После вступления в должность г-на Делаво набожность и святошество Лакура еще удвоились. Он жил в то время в улице Захарии, и хотя поблизости была другая приходская церковь, но он каждое воскресенье ходил к обедне в собор Нотр-Дам, где как бы случайно всегда становился на виду у семейства префекта. Конечно, можно только похвалить Лакура за такое полное раскаяние, но жалко, что он не спохватился лет двадцать тому назад.

Лакур отличался мягким нравом, и если бы ему не случалось от времени до времени напиваться пьяным, то можно было бы сказать, что единственная его слабость — это страсть к рыбной ловле. Он постоянно закидывал свою удочку неподалеку от Нового Моста; он посвящал целые часы этому молчаливому занятию. Около него обыкновенно сидела женщина и надевала приманку на крючок. Это была мадам Лакур, когда-то искусная в приманках другого рода. Лакур предавался этому невинному развлечению, когда к нему внезапно явились посланные г-на Делаво. Отыскав его под аркой Марион, они застигли его за удочкой, как когда-то уполномоченные римского сената застали Цинцинната за плугом. В жизни великих людей есть сходные черты, сближающие их. Может быть, госпожа Цинциннат в свое время также продавала платья женщинам известного сорта. В настоящее время этим занимается законная супруга Коко-Лакура; но однако довольно о моем преемнике, продолжаю историю охранительной бригады.

Наибольшее развитие и силу она приобрела в промежутке времени от 1823 до 1824 года; в то время число агентов, входящих в ее состав, по предложению г.
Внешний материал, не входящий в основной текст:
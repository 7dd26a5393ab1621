//! Conversions from a located [`Field`] to the representation an accessor asks for.

use std::borrow::Cow;
use std::str::FromStr;
use std::sync::LazyLock;

use regex::Regex;
use rust_decimal::prelude::ToPrimitive;
use rust_decimal::{Decimal, RoundingStrategy};
use simdutf8::basic::from_utf8;
use tracing::debug;

use crate::col::ColumnDefinition;
use crate::constant::{ColumnType, LATIN1_CHARSET};
use crate::error::{Error, Result};
use crate::policy::FormattingPolicy;
use crate::protocol::value::Field;

#[expect(clippy::unwrap_used)]
static INTEGER_WITH_FRACTION: LazyLock<Regex> =
    LazyLock::new(|| Regex::new(r"^-?\d+\.[0-9]+$").unwrap());

/// Column and policy a conversion runs under.
#[derive(Debug, Clone, Copy)]
pub(crate) struct Ctx<'c> {
    pub col: &'c ColumnDefinition,
    pub policy: &'c FormattingPolicy,
}

impl<'c> Ctx<'c> {
    pub fn new(col: &'c ColumnDefinition, policy: &'c FormattingPolicy) -> Self {
        Self { col, policy }
    }

    pub fn ty(&self) -> ColumnType {
        self.col.column_type
    }

    pub fn name(&self) -> &str {
        &self.col.name
    }

    /// Decode character data in the column's charset.
    pub fn text<'b>(&self, bytes: &'b [u8]) -> Cow<'b, str> {
        if self.col.charset == LATIN1_CHARSET {
            return Cow::Owned(bytes.iter().map(|&b| char::from(b)).collect());
        }
        match from_utf8(bytes) {
            Ok(s) => Cow::Borrowed(s),
            Err(_) => String::from_utf8_lossy(bytes),
        }
    }

    pub fn out_of_range(&self, value: impl ToString, target: &'static str) -> Error {
        Error::out_of_range(self.name(), value, target)
    }

    pub fn malformed(&self, value: impl ToString, message: impl Into<String>) -> Error {
        Error::malformed(self.name(), value, message)
    }

    pub fn unsupported(&self, accessor: &'static str) -> Error {
        Error::unsupported(accessor, self.ty())
    }

    /// Left-pad with zeros to the declared width of a ZEROFILL column.
    pub fn zero_fill(&self, s: String) -> String {
        let width = self.col.column_length as usize;
        if self.col.is_zerofill() && s.len() < width {
            let mut padded = "0".repeat(width - s.len());
            padded.push_str(&s);
            padded
        } else {
            s
        }
    }

    /// Apply `maxFieldSize` to a string result.
    pub fn limit_chars(&self, s: Cow<'_, str>) -> String {
        let max = self.policy.max_field_size;
        if max > 0 && s.len() > max && s.chars().count() > max {
            s.chars().take(max).collect()
        } else {
            s.into_owned()
        }
    }

    /// Apply `maxFieldSize` to a byte result.
    pub fn limit_bytes(&self, bytes: &[u8]) -> Vec<u8> {
        bytes[..self.policy.field_limit(bytes.len())].to_vec()
    }
}

/// BIT value: the bytes as one big-endian unsigned integer.
pub(crate) fn parse_bit(bytes: &[u8]) -> u64 {
    bytes.iter().fold(0u64, |acc, &b| (acc << 8) | u64::from(b))
}

// ============================================================================
// Integers
// ============================================================================

/// Integer bounds and the name used in out-of-range messages.
#[derive(Debug, Clone, Copy)]
pub(crate) struct IntTarget {
    pub min: i64,
    pub max: i64,
    pub name: &'static str,
    pub accessor: &'static str,
}

pub(crate) const BYTE: IntTarget = IntTarget {
    min: i8::MIN as i64,
    max: i8::MAX as i64,
    name: "Byte",
    accessor: "getByte",
};
pub(crate) const SHORT: IntTarget = IntTarget {
    min: i16::MIN as i64,
    max: i16::MAX as i64,
    name: "Short",
    accessor: "getShort",
};
pub(crate) const INT: IntTarget = IntTarget {
    min: i32::MIN as i64,
    max: i32::MAX as i64,
    name: "Integer",
    accessor: "getInt",
};
pub(crate) const LONG: IntTarget = IntTarget {
    min: i64::MIN,
    max: i64::MAX,
    name: "Long",
    accessor: "getLong",
};

/// Convert to an integer within `target`'s bounds.
pub(crate) fn to_integer(ctx: Ctx<'_>, field: Field<'_>, target: IntTarget) -> Result<i64> {
    let value = match field {
        Field::SignedInt(v) => v,
        Field::UnsignedInt(v) => i64::try_from(v).map_err(|_e| ctx.out_of_range(v, target.name))?,
        Field::Float(f) => float_to_i64(ctx, f64::from(f), target)?,
        Field::Double(d) => float_to_i64(ctx, d, target)?,
        // BIT(64) keeps its bit pattern
        Field::Bytes(b) | Field::Text(b) if ctx.ty() == ColumnType::BIT => parse_bit(b) as i64,
        Field::Text(t) if ctx.ty().is_numeric_source() => return parse_integer_text(ctx, t, target),
        _ => return Err(ctx.unsupported(target.accessor)),
    };
    range_check(ctx, value, target)
}

fn range_check(ctx: Ctx<'_>, value: i64, target: IntTarget) -> Result<i64> {
    if value < target.min || value > target.max {
        Err(ctx.out_of_range(value, target.name))
    } else {
        Ok(value)
    }
}

fn float_to_i64(ctx: Ctx<'_>, value: f64, target: IntTarget) -> Result<i64> {
    if value.is_nan() {
        return Ok(0);
    }
    let truncated = value.trunc();
    if truncated < i64::MIN as f64 || truncated >= i64::MAX as f64 {
        return Err(ctx.out_of_range(value, target.name));
    }
    Ok(truncated as i64)
}

/// Numeric text: exact integer, then integer part of `-?\d+\.\d+`, then floating
/// point; out of range when every attempt fails.
fn parse_integer_text(ctx: Ctx<'_>, bytes: &[u8], target: IntTarget) -> Result<i64> {
    if bytes.is_empty() {
        return empty_numeric(ctx).map(|()| 0);
    }
    let text = ctx.text(bytes);
    let trimmed = text.trim();

    if let Ok(v) = trimmed.parse::<i64>() {
        return range_check(ctx, v, target);
    }

    if INTEGER_WITH_FRACTION.is_match(trimmed)
        && let Some((int_part, _)) = trimmed.split_once('.')
        && let Ok(v) = int_part.parse::<i64>()
    {
        debug!(column = ctx.name(), value = trimmed, "truncated fractional integer text");
        return range_check(ctx, v, target);
    }

    if let Ok(d) = trimmed.parse::<f64>() {
        debug!(column = ctx.name(), value = trimmed, "integer text parsed as floating point");
        let truncated = d.trunc();
        if !ctx.policy.oracle
            && ctx.policy.compliant_truncation
            && (truncated < target.min as f64 || truncated >= target.max as f64 + 1.0)
        {
            return Err(ctx.out_of_range(trimmed, target.name));
        }
        // only the cast to i64 saturates; the target width is always checked
        return range_check(ctx, truncated as i64, target);
    }

    Err(ctx.out_of_range(trimmed, target.name))
}

fn empty_numeric(ctx: Ctx<'_>) -> Result<()> {
    if ctx.policy.empty_string_is_zero {
        Ok(())
    } else {
        Err(ctx.malformed("", "Can't convert empty string ('') to numeric"))
    }
}

/// Arbitrary precision integer; unsigned BIGINT keeps its full value.
pub(crate) fn to_big_integer(ctx: Ctx<'_>, field: Field<'_>) -> Result<i128> {
    match field {
        Field::SignedInt(v) => Ok(i128::from(v)),
        Field::UnsignedInt(v) => Ok(i128::from(v)),
        Field::Float(_) | Field::Double(_) => to_integer(ctx, field, LONG).map(i128::from),
        Field::Bytes(b) | Field::Text(b) if ctx.ty() == ColumnType::BIT => Ok(i128::from(parse_bit(b))),
        Field::Text(t) if ctx.ty().is_numeric_source() => {
            if t.is_empty() {
                return empty_numeric(ctx).map(|()| 0);
            }
            let text = ctx.text(t);
            let trimmed = text.trim();
            if let Ok(v) = trimmed.parse::<i128>() {
                return Ok(v);
            }
            parse_decimal(ctx, trimmed)?
                .trunc()
                .to_i128()
                .ok_or_else(|| ctx.out_of_range(trimmed, "BigInteger"))
        }
        _ => Err(ctx.unsupported("getBigInteger")),
    }
}

// ============================================================================
// Floating point
// ============================================================================

pub(crate) fn to_f64(ctx: Ctx<'_>, field: Field<'_>) -> Result<f64> {
    match field {
        Field::SignedInt(v) => Ok(v as f64),
        Field::UnsignedInt(v) => Ok(v as f64),
        Field::Float(f) => Ok(f64::from(f)),
        Field::Double(d) => Ok(d),
        Field::Bytes(b) | Field::Text(b) if ctx.ty() == ColumnType::BIT => Ok(parse_bit(b) as f64),
        Field::Text(t) if ctx.ty().is_numeric_source() => {
            if t.is_empty() {
                return empty_numeric(ctx).map(|()| 0.0);
            }
            let text = ctx.text(t);
            let trimmed = text.trim();
            trimmed
                .parse::<f64>()
                .map_err(|_e| ctx.malformed(trimmed, "Incorrect format for getDouble"))
        }
        _ => Err(ctx.unsupported("getDouble")),
    }
}

pub(crate) fn to_f32(ctx: Ctx<'_>, field: Field<'_>) -> Result<f32> {
    match field {
        Field::Float(f) => Ok(f),
        Field::Text(t) if ctx.ty().is_numeric_source() && ctx.ty() != ColumnType::BIT => {
            if t.is_empty() {
                return empty_numeric(ctx).map(|()| 0.0);
            }
            let text = ctx.text(t);
            let trimmed = text.trim();
            trimmed
                .parse::<f32>()
                .map_err(|_e| ctx.malformed(trimmed, "Incorrect format for getFloat"))
        }
        _ => to_f64(ctx, field).map(|d| d as f32),
    }
}

// ============================================================================
// Decimal
// ============================================================================

pub(crate) fn parse_decimal(ctx: Ctx<'_>, text: &str) -> Result<Decimal> {
    Decimal::from_str(text)
        .or_else(|_| Decimal::from_scientific(text))
        .map_err(|e| ctx.malformed(text, format!("Bad format for BigDecimal: {}", e)))
}

pub(crate) fn to_decimal(ctx: Ctx<'_>, field: Field<'_>) -> Result<Decimal> {
    let scale = u32::from(ctx.col.decimals);
    match field {
        Field::SignedInt(v) => Ok(rescale_bigint(ctx, Decimal::from(v), scale)),
        Field::UnsignedInt(v) => Ok(rescale_bigint(ctx, Decimal::from(v), scale)),
        Field::Float(f) => parse_decimal(ctx, &f.to_string()),
        Field::Double(d) => {
            let value = parse_decimal(ctx, &d.to_string())?;
            if ctx.policy.mysql5 {
                let mut rounded = value.round_dp_with_strategy(scale, RoundingStrategy::MidpointAwayFromZero);
                rounded.rescale(scale);
                Ok(rounded)
            } else {
                Ok(value)
            }
        }
        Field::Bytes(b) | Field::Text(b) if ctx.ty() == ColumnType::BIT => Ok(Decimal::from(parse_bit(b))),
        Field::Text(t) if ctx.ty().is_numeric_source() => {
            if t.is_empty() {
                return empty_numeric(ctx).map(|()| Decimal::ZERO);
            }
            let text = ctx.text(t);
            parse_decimal(ctx, text.trim())
        }
        _ => Err(ctx.unsupported("getBigDecimal")),
    }
}

fn rescale_bigint(ctx: Ctx<'_>, mut value: Decimal, scale: u32) -> Decimal {
    if ctx.ty() == ColumnType::BIGINT && scale > 0 {
        value.rescale(scale);
    }
    value
}

// ============================================================================
// Boolean
// ============================================================================

pub(crate) fn to_bool(ctx: Ctx<'_>, field: Field<'_>) -> Result<bool> {
    let ty = ctx.ty();
    match field {
        Field::Bytes(b) | Field::Text(b) if ty == ColumnType::BIT => Ok(parse_bit(b) != 0),
        Field::DateTime(_) | Field::Time(_) => Err(ctx.unsupported("getBoolean")),
        _ if ty.is_integer() || ty.is_float() || ty.is_decimal() || ty == ColumnType::YEAR => {
            let v = to_integer(ctx, field, LONG)?;
            Ok(v > 0 || v == -1)
        }
        Field::Text(t) if ctx.col.is_binary() => Ok(bytes_to_bool(t)),
        Field::Text(t) => Ok(string_to_bool(&ctx.text(t))),
        Field::Bytes(b) => Ok(bytes_to_bool(b)),
        _ => Err(ctx.unsupported("getBoolean")),
    }
}

pub(crate) fn string_to_bool(s: &str) -> bool {
    let s = s.trim();
    if s.eq_ignore_ascii_case("true")
        || s.eq_ignore_ascii_case("t")
        || s.eq_ignore_ascii_case("y")
        || s.eq_ignore_ascii_case("yes")
    {
        return true;
    }
    if s.is_empty()
        || s.eq_ignore_ascii_case("false")
        || s.eq_ignore_ascii_case("f")
        || s.eq_ignore_ascii_case("n")
        || s.eq_ignore_ascii_case("no")
    {
        return false;
    }
    if let Ok(v) = s.parse::<i64>() {
        return v > 0 || v == -1;
    }
    if let Ok(d) = s.parse::<f64>() {
        return d > 0.0 || d == -1.0;
    }
    true
}

pub(crate) fn bytes_to_bool(b: &[u8]) -> bool {
    !(b.is_empty() || b == b"0" || b.iter().all(|&x| x == 0))
}

// ============================================================================
// Strings
// ============================================================================

/// `Double.toString` style rendering: always a decimal point, exponent outside [1e-3, 1e7).
pub(crate) fn java_double_string(d: f64) -> String {
    java_style(d, format!("{:?}", d), format!("{:e}", d))
}

/// `Float.toString` style rendering
pub(crate) fn java_float_string(f: f32) -> String {
    java_style(f64::from(f), format!("{:?}", f), format!("{:e}", f))
}

fn java_style(value: f64, plain: String, scientific: String) -> String {
    if value.is_nan() {
        return "NaN".to_string();
    }
    if value.is_infinite() {
        return if value > 0.0 { "Infinity" } else { "-Infinity" }.to_string();
    }
    let magnitude = value.abs();
    if value == 0.0 || (1e-3..1e7).contains(&magnitude) {
        if plain.contains('.') {
            return plain;
        }
        // `{:?}` of a large integral value may use an exponent
        return format!("{:.1}", value);
    }
    // `1.5e-5` -> `1.5E-5`, `1e10` -> `1.0E10`
    let (mantissa, exponent) = scientific.split_once('e').unwrap_or((&scientific, "0"));
    if mantissa.contains('.') {
        format!("{}E{}", mantissa, exponent)
    } else {
        format!("{}.0E{}", mantissa, exponent)
    }
}

/// String form of a non-temporal field.
pub(crate) fn scalar_string(ctx: Ctx<'_>, field: Field<'_>) -> Result<String> {
    let ty = ctx.ty();
    match field {
        Field::SignedInt(v) => Ok(ctx.zero_fill(v.to_string())),
        Field::UnsignedInt(v) => Ok(ctx.zero_fill(v.to_string())),
        Field::Float(f) if ty == ColumnType::BINARY_FLOAT => Ok(java_float_string(f)),
        Field::Float(f) => Ok(ctx.zero_fill(java_float_string(f))),
        Field::Double(d) if ty == ColumnType::BINARY_DOUBLE => Ok(java_double_string(d)),
        Field::Double(d) => Ok(ctx.zero_fill(java_double_string(d))),
        Field::Bytes(b) | Field::Text(b) if ty == ColumnType::BIT => Ok(parse_bit(b).to_string()),
        Field::Bytes(b) | Field::Text(b) if ty == ColumnType::RAW => Ok(hex::encode_upper(b)),
        Field::Text(t) if ty == ColumnType::BINARY_FLOAT || ty == ColumnType::BINARY_DOUBLE => {
            let text = ctx.text(t);
            match text.trim().parse::<f64>() {
                Ok(d) if ty == ColumnType::BINARY_FLOAT => Ok(java_float_string(d as f32)),
                Ok(d) => Ok(java_double_string(d)),
                Err(_) => Ok(text.into_owned()),
            }
        }
        Field::Text(t) if ty.is_float() || ty.is_decimal() => Ok(ctx.zero_fill(ctx.text(t).into_owned())),
        Field::Text(t) | Field::Bytes(t) => Ok(ctx.limit_chars(ctx.text(t))),
        Field::DateTime(_) | Field::Time(_) => Err(ctx.unsupported("getString")),
    }
}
Паризо, было доведено до двадцати и даже двадцати восьми человек, включая двух личностей, пользующихся доходами с игр, которые префект дозволил им содержать. С помощью этой небольшой горсти людей надо было наблюдать за тысячью с лишком освобожденных каторжников и арестантов, ежегодно производить от четырех до пяти сот арестов, по распоряжению префекта или судебной власти добывать сведения, предпринимать розыски и всевозможные уловки, делать ночные обходы, столь частые и столь трудные зимою; помогать полицейским комиссарам в их обысках и допросах, наблюдать за различными общественными сборищами, дежурить у входа в театры, на бульварах, заставах и в других местах, служащих сборными пунктами для мошенников. Какую деятельность должны были проявить эти двадцать семь человек, чтобы поспеть всюду на таком громадном пространстве, в столь разбросанные пункты! Мои агенты обладали способностью размножаться, разрываться на части; я постарался породить в них усердие и преданность и сам подавал им пример. Не было ни одного опасного случая, в котором я не рисковал бы собою, и если самые важные преступники были арестованы, благодаря моей заботливости, то я, не хвастаясь, могу сказать, что самые смелые были захвачены мною. Состоя главным агентом охранительной полиции, я мог бы в качестве начальника замкнуться в бездействии в своем бюро в улице св. Анны, но, занятый своим делом непосредственнее, ближе и полезнее, я приходил в бюро только для того, чтобы отдавать распоряжения, принимать отчеты и выслушивать жалобы.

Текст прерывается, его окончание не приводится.